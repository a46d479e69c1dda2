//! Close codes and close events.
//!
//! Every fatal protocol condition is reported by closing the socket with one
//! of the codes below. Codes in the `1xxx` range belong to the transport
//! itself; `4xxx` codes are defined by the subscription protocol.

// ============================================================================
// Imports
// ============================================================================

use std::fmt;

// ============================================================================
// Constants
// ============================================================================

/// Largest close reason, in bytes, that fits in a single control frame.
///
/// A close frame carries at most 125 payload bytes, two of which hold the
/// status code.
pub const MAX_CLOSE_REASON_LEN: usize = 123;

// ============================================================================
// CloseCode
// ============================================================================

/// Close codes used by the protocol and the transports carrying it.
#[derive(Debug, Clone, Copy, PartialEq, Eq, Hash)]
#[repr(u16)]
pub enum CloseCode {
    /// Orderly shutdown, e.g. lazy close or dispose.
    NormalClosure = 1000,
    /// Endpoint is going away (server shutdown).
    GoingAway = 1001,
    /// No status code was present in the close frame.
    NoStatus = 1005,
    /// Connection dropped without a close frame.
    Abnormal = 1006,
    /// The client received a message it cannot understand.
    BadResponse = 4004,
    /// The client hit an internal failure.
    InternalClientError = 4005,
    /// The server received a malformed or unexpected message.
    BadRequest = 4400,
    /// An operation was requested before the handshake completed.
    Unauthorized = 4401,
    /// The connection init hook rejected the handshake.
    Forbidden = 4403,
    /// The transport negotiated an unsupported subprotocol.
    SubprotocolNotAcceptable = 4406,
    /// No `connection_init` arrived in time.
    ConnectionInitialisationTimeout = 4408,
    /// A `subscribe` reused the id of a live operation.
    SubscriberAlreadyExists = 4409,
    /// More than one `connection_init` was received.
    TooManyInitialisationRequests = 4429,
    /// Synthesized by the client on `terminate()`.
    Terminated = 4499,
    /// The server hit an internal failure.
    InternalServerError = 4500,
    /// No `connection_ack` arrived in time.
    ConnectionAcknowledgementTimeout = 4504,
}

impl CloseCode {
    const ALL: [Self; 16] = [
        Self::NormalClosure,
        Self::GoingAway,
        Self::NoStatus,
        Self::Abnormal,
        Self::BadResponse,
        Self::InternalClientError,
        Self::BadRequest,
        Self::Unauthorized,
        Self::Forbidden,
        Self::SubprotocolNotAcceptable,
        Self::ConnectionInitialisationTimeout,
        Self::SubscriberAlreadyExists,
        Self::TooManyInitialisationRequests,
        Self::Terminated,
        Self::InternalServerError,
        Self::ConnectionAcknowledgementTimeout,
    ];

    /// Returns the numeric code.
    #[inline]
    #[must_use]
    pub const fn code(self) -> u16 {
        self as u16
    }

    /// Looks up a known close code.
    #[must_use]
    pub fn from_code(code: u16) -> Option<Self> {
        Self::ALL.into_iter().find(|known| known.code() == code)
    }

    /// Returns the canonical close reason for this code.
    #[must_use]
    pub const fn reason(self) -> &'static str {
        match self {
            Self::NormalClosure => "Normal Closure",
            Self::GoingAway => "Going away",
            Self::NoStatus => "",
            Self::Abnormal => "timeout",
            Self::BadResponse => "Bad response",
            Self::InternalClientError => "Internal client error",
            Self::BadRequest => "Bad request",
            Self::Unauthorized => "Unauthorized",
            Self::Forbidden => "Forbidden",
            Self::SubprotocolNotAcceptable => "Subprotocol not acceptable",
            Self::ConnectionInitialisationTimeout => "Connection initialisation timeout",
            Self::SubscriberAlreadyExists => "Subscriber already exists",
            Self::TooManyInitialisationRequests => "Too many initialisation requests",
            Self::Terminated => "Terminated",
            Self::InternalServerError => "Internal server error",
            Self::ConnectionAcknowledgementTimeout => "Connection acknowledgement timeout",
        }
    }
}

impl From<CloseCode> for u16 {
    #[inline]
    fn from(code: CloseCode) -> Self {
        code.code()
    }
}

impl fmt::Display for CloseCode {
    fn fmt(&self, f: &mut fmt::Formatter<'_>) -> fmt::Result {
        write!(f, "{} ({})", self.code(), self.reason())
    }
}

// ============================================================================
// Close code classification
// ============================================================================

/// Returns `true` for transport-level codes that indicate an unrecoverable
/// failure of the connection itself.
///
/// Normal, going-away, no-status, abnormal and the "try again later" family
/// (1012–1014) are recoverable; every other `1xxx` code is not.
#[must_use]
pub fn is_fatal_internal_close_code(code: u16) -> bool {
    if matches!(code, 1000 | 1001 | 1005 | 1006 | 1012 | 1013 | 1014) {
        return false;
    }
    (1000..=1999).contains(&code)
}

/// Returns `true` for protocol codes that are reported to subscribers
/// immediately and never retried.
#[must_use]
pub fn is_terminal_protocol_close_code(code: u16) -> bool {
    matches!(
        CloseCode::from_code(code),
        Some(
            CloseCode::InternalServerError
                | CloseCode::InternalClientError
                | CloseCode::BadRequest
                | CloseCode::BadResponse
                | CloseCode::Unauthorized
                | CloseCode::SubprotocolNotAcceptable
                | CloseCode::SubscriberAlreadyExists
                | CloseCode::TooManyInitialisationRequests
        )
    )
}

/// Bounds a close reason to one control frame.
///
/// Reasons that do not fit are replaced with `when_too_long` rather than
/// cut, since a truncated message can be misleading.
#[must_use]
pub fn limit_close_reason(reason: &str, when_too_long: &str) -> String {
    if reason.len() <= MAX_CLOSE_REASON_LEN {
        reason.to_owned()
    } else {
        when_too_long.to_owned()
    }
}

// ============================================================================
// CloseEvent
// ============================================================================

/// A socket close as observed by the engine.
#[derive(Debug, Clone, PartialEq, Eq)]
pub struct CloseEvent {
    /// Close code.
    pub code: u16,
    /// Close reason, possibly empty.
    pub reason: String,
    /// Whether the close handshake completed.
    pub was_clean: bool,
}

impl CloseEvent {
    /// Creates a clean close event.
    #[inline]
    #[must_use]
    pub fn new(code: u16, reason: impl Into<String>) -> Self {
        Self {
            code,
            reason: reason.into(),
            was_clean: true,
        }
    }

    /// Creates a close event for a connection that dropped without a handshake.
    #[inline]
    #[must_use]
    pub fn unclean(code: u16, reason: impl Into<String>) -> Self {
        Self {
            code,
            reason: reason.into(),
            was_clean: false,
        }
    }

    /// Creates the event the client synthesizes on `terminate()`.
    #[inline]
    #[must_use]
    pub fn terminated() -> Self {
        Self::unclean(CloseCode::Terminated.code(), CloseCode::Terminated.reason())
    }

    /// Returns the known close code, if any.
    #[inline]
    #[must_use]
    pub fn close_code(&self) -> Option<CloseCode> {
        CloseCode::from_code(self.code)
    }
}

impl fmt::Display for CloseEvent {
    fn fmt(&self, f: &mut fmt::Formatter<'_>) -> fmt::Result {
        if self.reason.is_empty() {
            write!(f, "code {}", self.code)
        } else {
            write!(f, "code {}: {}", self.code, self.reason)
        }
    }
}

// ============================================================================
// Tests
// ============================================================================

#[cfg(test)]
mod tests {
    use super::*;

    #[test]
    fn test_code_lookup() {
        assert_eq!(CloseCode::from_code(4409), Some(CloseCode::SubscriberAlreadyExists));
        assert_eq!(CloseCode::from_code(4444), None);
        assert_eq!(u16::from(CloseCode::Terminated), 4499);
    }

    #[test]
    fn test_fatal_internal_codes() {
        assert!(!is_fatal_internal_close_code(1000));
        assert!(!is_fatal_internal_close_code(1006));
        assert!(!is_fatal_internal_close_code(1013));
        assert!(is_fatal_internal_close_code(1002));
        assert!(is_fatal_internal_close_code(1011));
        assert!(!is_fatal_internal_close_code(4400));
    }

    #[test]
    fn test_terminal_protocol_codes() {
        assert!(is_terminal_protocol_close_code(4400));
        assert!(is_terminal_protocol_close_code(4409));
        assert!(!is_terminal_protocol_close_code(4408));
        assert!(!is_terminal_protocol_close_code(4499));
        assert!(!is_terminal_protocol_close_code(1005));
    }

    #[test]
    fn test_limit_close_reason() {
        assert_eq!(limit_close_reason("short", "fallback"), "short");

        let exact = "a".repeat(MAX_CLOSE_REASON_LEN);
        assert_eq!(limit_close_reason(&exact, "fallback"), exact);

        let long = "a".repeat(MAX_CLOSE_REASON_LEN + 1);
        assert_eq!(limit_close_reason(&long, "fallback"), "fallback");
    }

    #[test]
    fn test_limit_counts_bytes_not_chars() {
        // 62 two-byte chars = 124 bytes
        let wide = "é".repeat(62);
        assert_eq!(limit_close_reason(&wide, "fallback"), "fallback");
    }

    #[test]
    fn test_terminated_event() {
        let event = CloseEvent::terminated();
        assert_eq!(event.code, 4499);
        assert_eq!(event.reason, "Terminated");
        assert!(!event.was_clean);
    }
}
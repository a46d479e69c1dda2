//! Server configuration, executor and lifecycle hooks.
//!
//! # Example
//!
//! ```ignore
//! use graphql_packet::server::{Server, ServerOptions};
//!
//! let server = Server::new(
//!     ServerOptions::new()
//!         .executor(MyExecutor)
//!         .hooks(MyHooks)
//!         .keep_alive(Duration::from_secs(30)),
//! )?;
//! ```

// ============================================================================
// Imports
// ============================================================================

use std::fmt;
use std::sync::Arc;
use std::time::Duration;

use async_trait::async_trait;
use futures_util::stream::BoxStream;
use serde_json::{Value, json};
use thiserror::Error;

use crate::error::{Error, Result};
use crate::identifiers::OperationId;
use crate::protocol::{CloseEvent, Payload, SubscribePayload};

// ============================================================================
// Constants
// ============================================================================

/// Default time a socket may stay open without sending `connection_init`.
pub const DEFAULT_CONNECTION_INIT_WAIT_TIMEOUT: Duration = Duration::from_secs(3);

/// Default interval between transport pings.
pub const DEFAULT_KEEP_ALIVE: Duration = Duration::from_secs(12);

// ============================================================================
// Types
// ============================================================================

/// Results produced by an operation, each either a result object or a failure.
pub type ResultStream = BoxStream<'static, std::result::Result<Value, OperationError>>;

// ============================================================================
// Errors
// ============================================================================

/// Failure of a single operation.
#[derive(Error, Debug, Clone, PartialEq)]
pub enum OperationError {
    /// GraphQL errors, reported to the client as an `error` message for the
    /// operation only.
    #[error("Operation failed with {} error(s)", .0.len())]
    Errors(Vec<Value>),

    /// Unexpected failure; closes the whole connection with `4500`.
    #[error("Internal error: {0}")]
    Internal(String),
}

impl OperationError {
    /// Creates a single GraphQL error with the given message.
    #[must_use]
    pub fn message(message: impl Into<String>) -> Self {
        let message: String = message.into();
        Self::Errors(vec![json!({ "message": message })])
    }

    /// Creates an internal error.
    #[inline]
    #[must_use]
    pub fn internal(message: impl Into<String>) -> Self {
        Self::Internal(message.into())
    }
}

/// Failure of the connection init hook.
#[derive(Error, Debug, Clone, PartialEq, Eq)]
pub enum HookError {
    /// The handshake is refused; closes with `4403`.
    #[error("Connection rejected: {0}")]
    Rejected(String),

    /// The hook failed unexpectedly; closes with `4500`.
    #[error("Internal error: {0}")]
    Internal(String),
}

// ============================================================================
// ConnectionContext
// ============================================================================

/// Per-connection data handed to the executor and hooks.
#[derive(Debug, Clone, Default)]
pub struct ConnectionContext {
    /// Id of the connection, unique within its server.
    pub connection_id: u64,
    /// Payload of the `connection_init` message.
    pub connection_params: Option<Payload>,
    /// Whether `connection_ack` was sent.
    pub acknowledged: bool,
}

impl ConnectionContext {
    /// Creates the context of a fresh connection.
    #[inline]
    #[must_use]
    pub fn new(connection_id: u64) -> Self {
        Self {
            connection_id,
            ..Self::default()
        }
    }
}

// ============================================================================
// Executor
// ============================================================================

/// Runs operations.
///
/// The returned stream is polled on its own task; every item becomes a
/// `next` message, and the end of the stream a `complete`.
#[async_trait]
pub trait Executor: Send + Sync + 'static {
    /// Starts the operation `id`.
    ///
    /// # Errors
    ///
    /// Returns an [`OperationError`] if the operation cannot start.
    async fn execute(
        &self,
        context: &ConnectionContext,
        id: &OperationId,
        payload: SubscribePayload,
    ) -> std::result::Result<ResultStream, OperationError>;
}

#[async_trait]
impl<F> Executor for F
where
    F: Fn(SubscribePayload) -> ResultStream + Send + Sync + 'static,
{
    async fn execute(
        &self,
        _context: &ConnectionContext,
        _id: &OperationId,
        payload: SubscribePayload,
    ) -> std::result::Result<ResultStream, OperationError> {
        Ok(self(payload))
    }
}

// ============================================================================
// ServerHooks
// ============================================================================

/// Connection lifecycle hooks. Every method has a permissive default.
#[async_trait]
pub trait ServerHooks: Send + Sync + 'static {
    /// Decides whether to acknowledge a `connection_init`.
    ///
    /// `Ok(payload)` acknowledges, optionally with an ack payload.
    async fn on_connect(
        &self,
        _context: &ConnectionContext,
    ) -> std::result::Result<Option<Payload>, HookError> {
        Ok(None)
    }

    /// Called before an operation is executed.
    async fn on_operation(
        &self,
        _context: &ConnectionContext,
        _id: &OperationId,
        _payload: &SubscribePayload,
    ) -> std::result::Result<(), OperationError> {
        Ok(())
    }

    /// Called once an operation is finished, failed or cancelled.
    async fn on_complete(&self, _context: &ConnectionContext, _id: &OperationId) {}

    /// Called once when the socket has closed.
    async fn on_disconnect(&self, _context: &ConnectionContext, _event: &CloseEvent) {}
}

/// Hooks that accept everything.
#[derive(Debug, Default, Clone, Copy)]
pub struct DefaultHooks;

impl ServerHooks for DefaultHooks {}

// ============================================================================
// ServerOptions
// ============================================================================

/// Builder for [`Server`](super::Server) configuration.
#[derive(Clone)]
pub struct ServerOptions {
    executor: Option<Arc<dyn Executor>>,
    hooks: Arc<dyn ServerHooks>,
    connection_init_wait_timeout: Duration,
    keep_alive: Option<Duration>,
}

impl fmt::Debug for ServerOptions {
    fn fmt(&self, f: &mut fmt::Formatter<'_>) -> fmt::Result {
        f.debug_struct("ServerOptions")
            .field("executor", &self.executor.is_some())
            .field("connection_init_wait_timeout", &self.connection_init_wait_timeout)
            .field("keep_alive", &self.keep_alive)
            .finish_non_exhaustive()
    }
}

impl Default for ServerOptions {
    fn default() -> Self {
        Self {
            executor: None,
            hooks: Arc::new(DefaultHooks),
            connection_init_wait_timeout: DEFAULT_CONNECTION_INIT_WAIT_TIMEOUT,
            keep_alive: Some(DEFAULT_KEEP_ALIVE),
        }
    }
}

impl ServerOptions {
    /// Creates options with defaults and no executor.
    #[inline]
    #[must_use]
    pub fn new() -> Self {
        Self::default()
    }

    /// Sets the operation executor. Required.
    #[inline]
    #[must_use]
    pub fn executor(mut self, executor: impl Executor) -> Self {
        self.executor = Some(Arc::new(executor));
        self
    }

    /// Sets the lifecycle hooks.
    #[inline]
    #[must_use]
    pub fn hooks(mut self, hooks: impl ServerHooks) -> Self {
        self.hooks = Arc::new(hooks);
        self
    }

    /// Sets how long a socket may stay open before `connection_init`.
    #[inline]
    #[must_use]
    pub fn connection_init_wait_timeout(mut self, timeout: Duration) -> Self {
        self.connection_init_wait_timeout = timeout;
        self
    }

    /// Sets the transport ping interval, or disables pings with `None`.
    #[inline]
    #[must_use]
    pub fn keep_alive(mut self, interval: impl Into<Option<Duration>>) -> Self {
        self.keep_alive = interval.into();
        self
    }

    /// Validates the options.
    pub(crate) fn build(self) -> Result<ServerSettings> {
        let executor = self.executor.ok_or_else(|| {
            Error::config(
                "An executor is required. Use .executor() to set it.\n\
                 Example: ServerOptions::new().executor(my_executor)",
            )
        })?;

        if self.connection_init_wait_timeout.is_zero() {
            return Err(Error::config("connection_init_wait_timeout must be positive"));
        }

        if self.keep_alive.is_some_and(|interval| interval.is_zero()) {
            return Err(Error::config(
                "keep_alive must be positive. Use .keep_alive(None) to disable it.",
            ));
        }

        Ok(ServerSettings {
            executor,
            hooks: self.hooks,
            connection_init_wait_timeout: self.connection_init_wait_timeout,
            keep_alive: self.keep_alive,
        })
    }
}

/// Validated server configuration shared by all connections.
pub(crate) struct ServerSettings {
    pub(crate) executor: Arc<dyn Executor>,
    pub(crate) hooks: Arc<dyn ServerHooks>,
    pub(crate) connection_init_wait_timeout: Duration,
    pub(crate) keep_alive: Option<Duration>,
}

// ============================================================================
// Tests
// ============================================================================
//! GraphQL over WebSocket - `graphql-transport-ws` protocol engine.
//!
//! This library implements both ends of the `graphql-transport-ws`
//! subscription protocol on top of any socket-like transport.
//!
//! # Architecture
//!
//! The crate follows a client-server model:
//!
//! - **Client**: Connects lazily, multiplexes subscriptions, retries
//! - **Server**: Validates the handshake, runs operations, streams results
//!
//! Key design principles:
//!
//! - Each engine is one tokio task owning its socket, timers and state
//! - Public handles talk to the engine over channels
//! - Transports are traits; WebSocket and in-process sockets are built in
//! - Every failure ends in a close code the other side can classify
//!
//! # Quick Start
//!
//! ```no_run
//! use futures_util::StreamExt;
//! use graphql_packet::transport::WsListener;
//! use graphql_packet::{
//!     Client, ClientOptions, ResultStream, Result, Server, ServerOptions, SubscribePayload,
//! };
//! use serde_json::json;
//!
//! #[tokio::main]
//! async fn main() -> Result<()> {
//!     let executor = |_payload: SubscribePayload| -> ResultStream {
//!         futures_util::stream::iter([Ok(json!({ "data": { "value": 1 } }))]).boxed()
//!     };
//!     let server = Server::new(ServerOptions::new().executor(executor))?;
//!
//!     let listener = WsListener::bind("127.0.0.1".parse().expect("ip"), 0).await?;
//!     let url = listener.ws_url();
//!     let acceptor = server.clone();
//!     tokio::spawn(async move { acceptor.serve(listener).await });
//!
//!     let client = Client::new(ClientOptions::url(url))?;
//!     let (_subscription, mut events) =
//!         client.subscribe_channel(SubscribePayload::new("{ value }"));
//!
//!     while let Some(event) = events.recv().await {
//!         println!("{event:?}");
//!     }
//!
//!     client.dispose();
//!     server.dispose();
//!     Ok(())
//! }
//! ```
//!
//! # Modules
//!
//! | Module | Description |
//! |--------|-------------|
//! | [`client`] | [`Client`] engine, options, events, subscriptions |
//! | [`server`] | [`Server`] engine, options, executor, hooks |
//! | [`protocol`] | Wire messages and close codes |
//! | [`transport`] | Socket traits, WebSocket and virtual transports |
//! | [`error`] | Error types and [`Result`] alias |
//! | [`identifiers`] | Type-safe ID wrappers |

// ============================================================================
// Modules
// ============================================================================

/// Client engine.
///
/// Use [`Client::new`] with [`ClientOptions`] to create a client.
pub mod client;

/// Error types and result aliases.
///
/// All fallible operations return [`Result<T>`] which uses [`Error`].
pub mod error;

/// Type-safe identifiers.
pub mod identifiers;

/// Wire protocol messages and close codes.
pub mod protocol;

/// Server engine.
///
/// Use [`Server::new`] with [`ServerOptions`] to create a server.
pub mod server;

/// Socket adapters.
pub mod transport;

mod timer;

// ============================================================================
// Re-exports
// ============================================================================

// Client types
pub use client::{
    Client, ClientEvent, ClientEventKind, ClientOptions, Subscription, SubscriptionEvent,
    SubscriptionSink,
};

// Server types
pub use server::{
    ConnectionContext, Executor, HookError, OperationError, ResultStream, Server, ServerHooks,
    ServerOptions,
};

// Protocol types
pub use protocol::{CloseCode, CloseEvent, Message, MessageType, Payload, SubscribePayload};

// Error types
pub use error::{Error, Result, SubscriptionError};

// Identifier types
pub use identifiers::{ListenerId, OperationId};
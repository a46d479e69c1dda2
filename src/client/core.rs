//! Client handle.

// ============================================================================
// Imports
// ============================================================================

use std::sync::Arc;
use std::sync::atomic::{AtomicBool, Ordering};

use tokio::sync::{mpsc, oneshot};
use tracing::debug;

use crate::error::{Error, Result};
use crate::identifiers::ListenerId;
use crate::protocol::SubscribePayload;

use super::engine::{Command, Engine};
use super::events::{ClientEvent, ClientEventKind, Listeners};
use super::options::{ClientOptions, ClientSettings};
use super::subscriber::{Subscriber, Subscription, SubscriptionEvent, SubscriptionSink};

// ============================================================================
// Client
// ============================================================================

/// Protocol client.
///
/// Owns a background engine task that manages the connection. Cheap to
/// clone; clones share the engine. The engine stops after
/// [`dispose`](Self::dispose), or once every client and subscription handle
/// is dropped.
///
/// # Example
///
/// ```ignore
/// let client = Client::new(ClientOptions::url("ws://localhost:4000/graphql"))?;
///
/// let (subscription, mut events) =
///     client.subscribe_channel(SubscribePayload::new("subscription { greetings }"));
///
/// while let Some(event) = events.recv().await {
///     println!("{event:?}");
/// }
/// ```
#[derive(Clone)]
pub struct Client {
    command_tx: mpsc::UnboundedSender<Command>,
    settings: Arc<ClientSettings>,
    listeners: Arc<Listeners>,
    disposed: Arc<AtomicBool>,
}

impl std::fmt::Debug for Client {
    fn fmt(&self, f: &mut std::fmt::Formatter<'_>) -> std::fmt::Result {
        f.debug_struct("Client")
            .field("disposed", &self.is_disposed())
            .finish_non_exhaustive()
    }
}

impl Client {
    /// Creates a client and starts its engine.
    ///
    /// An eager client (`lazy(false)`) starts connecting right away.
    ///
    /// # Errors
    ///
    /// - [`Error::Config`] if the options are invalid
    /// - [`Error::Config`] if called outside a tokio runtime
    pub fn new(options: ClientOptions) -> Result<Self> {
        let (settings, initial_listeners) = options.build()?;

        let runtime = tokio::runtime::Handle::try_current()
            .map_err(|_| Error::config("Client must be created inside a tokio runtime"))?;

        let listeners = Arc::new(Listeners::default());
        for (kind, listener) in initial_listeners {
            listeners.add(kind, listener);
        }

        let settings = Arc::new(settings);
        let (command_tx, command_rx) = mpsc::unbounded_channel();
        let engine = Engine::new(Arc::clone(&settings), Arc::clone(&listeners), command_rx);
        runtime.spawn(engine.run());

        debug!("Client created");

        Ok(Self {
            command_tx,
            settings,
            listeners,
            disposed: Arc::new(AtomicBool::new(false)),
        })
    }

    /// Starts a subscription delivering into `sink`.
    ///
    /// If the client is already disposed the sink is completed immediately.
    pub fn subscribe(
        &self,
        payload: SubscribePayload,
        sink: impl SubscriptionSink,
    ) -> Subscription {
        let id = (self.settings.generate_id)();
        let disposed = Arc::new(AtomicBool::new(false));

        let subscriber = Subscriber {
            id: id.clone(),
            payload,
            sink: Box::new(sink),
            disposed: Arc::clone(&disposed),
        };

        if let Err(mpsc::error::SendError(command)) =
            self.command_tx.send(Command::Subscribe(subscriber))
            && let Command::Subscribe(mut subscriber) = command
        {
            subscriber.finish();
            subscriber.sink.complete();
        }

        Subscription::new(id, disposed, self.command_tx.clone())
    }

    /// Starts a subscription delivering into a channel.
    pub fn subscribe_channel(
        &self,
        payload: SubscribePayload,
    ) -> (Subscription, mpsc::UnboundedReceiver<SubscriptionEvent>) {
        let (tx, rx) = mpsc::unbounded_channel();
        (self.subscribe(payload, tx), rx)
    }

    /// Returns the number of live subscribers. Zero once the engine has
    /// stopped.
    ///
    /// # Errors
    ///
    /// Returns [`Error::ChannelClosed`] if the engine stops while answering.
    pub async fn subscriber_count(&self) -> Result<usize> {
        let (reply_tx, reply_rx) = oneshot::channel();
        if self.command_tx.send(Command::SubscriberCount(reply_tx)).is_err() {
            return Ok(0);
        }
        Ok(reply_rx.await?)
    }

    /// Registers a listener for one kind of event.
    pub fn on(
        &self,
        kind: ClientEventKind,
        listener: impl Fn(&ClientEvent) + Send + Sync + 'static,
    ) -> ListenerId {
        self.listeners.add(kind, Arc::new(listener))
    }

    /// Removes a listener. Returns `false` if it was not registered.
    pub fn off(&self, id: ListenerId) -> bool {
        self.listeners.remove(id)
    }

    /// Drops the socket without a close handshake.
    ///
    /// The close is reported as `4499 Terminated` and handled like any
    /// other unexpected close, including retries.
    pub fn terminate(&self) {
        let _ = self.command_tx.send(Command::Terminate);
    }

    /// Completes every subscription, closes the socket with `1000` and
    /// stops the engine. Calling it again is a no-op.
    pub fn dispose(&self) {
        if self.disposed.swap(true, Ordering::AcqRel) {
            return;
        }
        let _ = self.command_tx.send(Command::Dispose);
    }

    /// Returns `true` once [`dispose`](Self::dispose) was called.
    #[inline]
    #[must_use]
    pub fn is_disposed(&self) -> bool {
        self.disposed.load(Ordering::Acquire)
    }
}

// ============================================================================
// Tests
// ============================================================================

The problem: Check each line of the records above for "usize", and copy those that have it.

Expected answer:
pub const MAX_CLOSE_REASON_LEN: usize = 123;
    pub async fn subscriber_count(&self) -> Result<usize> {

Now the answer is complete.